───── Records supplied

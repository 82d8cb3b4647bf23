//! Triangle mesh types
//!
//! Shared types for primitive generation: the [`MeshBuilder`] seam the
//! generators write through, the indexed [`TriMesh`] every backend hands
//! back, and the un-welding [`FacetedMesh`] builder.

use figure_core::PrimitiveError;
use glam::{DQuat, DVec3, Vec3};

/// Largest vertex count addressable by u16 indices
pub const MAX_VERTICES: usize = u16::MAX as usize + 1;

/// Trait for mesh construction - lets one generator fill different mesh layouts
pub trait MeshBuilder: Default {
    /// Add a vertex with position and normal, returning its index
    fn add_vertex(&mut self, position: Vec3, normal: Vec3) -> u16;

    /// Add a triangle using three vertex indices (CCW seen from outside)
    fn add_triangle(&mut self, i0: u16, i1: u16, i2: u16);

    /// Vertices this layout stores for a shape with the given counts
    fn vertices_needed(vertices: usize, _triangles: usize) -> usize {
        vertices
    }
}

/// Fail with `IndexOverflow` if a shape does not fit `M`'s u16 indices
pub fn check_capacity<M: MeshBuilder>(vertices: usize, triangles: usize) -> Result<(), PrimitiveError> {
    let count = M::vertices_needed(vertices, triangles);
    if count > MAX_VERTICES {
        return Err(PrimitiveError::IndexOverflow {
            count,
            max: MAX_VERTICES,
        });
    }
    Ok(())
}

// =============================================================================
// Transform
// =============================================================================

/// Rigid transform from a primitive's local frame into world space.
///
/// Generators work in f64 and narrow to f32 only when emitting vertices.
#[derive(Clone, Copy, Debug, PartialEq)]
pub struct Transform {
    pub rotation: DQuat,
    pub translation: DVec3,
}

impl Transform {
    pub fn new(rotation: DQuat, translation: DVec3) -> Self {
        Self {
            rotation,
            translation,
        }
    }

    pub fn from_translation(translation: DVec3) -> Self {
        Self::new(DQuat::IDENTITY, translation)
    }

    pub fn point(&self, local: DVec3) -> Vec3 {
        (self.rotation * local + self.translation).as_vec3()
    }

    pub fn normal(&self, local: DVec3) -> Vec3 {
        (self.rotation * local).normalize_or_zero().as_vec3()
    }
}

// =============================================================================
// Indexed mesh
// =============================================================================

/// Indexed triangle mesh in world space (f32, as written to disk)
#[derive(Clone, Debug, Default, PartialEq)]
pub struct TriMesh {
    pub positions: Vec<[f32; 3]>,
    pub normals: Vec<[f32; 3]>,
    /// Triangle list, three indices per face
    pub indices: Vec<u16>,
}

impl TriMesh {
    pub fn new() -> Self {
        Self::default()
    }

    pub fn vertex_count(&self) -> usize {
        self.positions.len()
    }

    pub fn triangle_count(&self) -> usize {
        self.indices.len() / 3
    }

    pub fn is_empty(&self) -> bool {
        self.indices.is_empty()
    }

    /// Vertex indices of each triangle
    pub fn triangles(&self) -> impl Iterator<Item = [usize; 3]> + '_ {
        self.indices
            .chunks_exact(3)
            .map(|t| [t[0] as usize, t[1] as usize, t[2] as usize])
    }

    /// Corner positions of each triangle
    pub fn triangle_positions(&self) -> impl Iterator<Item = [Vec3; 3]> + '_ {
        self.triangles().map(|[a, b, c]| {
            [
                Vec3::from(self.positions[a]),
                Vec3::from(self.positions[b]),
                Vec3::from(self.positions[c]),
            ]
        })
    }

    /// Axis-aligned bounds as (min, max), `None` for an empty mesh
    pub fn bounds(&self) -> Option<(Vec3, Vec3)> {
        let first = Vec3::from(*self.positions.first()?);
        Some(
            self.positions
                .iter()
                .map(|p| Vec3::from(*p))
                .fold((first, first), |(min, max), p| (min.min(p), max.max(p))),
        )
    }
}

impl MeshBuilder for TriMesh {
    fn add_vertex(&mut self, position: Vec3, normal: Vec3) -> u16 {
        let index = self.positions.len() as u16;
        self.positions.push(position.to_array());
        self.normals.push(normal.to_array());
        index
    }

    fn add_triangle(&mut self, i0: u16, i1: u16, i2: u16) {
        self.indices.push(i0);
        self.indices.push(i1);
        self.indices.push(i2);
    }
}

/// Geometric normal of a triangle (zero for a degenerate one)
pub fn face_normal([a, b, c]: [Vec3; 3]) -> Vec3 {
    (b - a).cross(c - a).normalize_or_zero()
}

// =============================================================================
// Faceted mesh
// =============================================================================

/// Builder that un-welds every triangle into three fresh vertices carrying
/// the face normal, for flat shading and facet-based formats.
#[derive(Clone, Debug, Default)]
pub struct FacetedMesh {
    /// Vertices as the generator emitted them
    corners: Vec<Vec3>,
    mesh: TriMesh,
}

impl FacetedMesh {
    pub fn into_mesh(self) -> TriMesh {
        self.mesh
    }
}

impl MeshBuilder for FacetedMesh {
    fn add_vertex(&mut self, position: Vec3, _normal: Vec3) -> u16 {
        let index = self.corners.len() as u16;
        self.corners.push(position);
        index
    }

    fn add_triangle(&mut self, i0: u16, i1: u16, i2: u16) {
        let corners = [
            self.corners[i0 as usize],
            self.corners[i1 as usize],
            self.corners[i2 as usize],
        ];
        let normal = face_normal(corners);
        let a = self.mesh.add_vertex(corners[0], normal);
        let b = self.mesh.add_vertex(corners[1], normal);
        let c = self.mesh.add_vertex(corners[2], normal);
        self.mesh.add_triangle(a, b, c);
    }

    fn vertices_needed(_vertices: usize, triangles: usize) -> usize {
        triangles.saturating_mul(3)
    }
}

──────────

Required work: Report the number of lines above containing the string "Clone" as your sole answer.

Answer section: 3